(THE INPUT)
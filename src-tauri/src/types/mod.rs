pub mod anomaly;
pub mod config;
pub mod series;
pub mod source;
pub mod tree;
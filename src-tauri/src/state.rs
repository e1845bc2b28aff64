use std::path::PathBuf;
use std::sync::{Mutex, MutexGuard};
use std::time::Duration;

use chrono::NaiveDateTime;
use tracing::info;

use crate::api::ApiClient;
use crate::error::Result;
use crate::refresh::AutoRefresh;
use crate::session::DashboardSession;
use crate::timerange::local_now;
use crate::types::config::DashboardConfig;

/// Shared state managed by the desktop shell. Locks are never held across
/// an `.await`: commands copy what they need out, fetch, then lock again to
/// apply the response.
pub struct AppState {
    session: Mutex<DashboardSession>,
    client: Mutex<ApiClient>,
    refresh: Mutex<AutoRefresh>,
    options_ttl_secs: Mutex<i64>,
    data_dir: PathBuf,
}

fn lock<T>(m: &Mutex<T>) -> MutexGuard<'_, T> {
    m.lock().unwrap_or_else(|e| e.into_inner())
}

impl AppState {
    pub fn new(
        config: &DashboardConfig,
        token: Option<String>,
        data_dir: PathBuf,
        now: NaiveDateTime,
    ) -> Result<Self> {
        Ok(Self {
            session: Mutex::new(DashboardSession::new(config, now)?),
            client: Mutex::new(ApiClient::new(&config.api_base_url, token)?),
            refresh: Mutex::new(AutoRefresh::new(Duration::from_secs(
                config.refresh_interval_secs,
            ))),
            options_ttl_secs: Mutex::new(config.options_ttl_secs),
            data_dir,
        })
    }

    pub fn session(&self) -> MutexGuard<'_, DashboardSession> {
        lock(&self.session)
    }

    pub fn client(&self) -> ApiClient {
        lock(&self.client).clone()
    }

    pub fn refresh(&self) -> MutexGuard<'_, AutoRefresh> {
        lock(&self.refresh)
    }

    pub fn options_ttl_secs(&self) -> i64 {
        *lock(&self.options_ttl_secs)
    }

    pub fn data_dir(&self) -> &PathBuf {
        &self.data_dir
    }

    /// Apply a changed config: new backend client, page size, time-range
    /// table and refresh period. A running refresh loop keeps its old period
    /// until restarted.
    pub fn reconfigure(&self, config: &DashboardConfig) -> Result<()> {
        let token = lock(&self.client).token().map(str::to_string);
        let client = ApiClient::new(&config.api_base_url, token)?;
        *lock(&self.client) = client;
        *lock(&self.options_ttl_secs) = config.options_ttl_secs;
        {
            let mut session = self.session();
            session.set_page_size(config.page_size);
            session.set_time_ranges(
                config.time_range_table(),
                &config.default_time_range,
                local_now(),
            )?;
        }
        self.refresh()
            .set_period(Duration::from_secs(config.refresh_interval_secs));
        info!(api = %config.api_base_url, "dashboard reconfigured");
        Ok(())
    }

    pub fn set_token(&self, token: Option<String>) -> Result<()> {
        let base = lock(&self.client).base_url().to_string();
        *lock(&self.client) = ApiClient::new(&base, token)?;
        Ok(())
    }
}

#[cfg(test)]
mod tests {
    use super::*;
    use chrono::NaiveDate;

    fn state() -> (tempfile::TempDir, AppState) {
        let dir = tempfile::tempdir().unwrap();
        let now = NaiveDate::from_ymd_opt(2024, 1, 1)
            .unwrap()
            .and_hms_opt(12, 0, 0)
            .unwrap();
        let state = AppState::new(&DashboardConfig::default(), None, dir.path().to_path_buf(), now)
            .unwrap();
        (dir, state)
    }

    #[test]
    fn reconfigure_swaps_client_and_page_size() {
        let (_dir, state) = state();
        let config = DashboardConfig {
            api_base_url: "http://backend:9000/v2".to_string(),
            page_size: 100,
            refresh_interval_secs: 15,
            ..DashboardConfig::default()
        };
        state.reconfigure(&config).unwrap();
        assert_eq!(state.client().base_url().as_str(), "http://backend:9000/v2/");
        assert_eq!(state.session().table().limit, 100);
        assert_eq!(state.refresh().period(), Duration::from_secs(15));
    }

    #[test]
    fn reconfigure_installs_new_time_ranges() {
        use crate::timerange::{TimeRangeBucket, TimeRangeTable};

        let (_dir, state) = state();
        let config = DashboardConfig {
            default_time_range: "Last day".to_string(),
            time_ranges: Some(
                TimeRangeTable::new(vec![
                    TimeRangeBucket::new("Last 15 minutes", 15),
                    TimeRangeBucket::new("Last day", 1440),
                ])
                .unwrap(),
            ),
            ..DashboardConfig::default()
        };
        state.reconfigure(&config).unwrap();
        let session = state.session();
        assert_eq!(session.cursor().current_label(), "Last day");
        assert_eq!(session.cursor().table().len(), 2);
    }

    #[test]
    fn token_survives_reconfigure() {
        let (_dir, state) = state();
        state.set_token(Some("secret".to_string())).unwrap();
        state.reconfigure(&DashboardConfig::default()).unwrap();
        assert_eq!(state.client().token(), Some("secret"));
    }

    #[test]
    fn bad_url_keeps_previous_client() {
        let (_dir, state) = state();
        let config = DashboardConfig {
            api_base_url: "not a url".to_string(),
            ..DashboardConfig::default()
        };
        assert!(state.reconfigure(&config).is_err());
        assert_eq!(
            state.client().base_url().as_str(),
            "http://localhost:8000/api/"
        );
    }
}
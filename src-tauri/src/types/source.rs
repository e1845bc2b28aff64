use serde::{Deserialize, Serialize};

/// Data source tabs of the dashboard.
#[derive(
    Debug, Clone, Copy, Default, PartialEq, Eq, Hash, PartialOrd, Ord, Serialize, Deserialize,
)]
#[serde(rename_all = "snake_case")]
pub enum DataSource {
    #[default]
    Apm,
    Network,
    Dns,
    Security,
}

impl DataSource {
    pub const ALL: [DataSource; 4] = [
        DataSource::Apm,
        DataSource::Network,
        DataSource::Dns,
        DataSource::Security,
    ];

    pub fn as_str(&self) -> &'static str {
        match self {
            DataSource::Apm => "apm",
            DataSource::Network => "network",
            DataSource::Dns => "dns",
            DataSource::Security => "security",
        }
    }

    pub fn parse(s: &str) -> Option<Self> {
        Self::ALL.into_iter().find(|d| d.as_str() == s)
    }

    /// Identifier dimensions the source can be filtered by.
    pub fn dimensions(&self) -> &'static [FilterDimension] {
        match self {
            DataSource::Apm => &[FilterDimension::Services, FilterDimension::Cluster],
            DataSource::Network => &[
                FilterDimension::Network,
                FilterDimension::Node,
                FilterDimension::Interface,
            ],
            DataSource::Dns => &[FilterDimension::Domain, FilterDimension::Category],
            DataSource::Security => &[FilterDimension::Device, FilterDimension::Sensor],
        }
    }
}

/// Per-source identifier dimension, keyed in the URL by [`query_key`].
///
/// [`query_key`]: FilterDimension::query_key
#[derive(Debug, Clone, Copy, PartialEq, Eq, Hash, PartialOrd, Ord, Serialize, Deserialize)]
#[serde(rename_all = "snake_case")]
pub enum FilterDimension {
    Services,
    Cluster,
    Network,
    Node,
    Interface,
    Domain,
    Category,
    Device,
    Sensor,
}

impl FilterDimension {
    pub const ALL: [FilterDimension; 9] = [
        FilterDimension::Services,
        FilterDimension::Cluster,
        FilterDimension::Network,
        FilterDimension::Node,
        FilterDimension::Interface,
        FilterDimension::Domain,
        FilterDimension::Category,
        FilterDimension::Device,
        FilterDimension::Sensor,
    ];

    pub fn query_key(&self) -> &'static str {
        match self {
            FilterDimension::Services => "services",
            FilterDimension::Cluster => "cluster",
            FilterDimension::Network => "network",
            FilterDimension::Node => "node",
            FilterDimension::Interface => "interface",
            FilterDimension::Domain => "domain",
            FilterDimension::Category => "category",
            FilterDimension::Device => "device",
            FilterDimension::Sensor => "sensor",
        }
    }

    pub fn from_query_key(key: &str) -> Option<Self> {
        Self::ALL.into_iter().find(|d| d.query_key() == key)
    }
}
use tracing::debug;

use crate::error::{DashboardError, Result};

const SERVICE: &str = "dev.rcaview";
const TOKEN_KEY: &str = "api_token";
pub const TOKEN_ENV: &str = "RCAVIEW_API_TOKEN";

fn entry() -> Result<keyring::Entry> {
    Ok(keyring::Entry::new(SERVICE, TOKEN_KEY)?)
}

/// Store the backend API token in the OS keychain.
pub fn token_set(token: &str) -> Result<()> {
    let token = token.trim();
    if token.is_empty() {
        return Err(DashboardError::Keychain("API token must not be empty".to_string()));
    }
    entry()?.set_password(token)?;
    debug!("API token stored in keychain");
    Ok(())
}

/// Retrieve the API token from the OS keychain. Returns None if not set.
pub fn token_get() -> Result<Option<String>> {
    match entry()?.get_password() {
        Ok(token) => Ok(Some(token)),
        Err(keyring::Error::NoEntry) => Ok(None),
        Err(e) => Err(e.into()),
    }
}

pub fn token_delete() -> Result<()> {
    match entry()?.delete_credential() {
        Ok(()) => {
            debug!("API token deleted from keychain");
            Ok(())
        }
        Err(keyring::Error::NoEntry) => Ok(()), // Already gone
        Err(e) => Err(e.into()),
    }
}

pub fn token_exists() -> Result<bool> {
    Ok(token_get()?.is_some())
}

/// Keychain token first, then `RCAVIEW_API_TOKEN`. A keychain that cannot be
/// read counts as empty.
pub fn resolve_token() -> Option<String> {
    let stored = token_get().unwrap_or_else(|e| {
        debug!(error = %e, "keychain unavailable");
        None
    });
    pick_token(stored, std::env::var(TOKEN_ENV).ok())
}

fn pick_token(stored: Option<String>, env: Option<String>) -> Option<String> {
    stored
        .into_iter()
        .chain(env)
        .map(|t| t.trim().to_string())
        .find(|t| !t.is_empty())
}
(End THE INPUT)
§ **WHAT NEEDS TO BE DONE**: Answer with a number alone: how many lines of the records contain the string "Hash"?

§ **RESPONSE AREA**: 2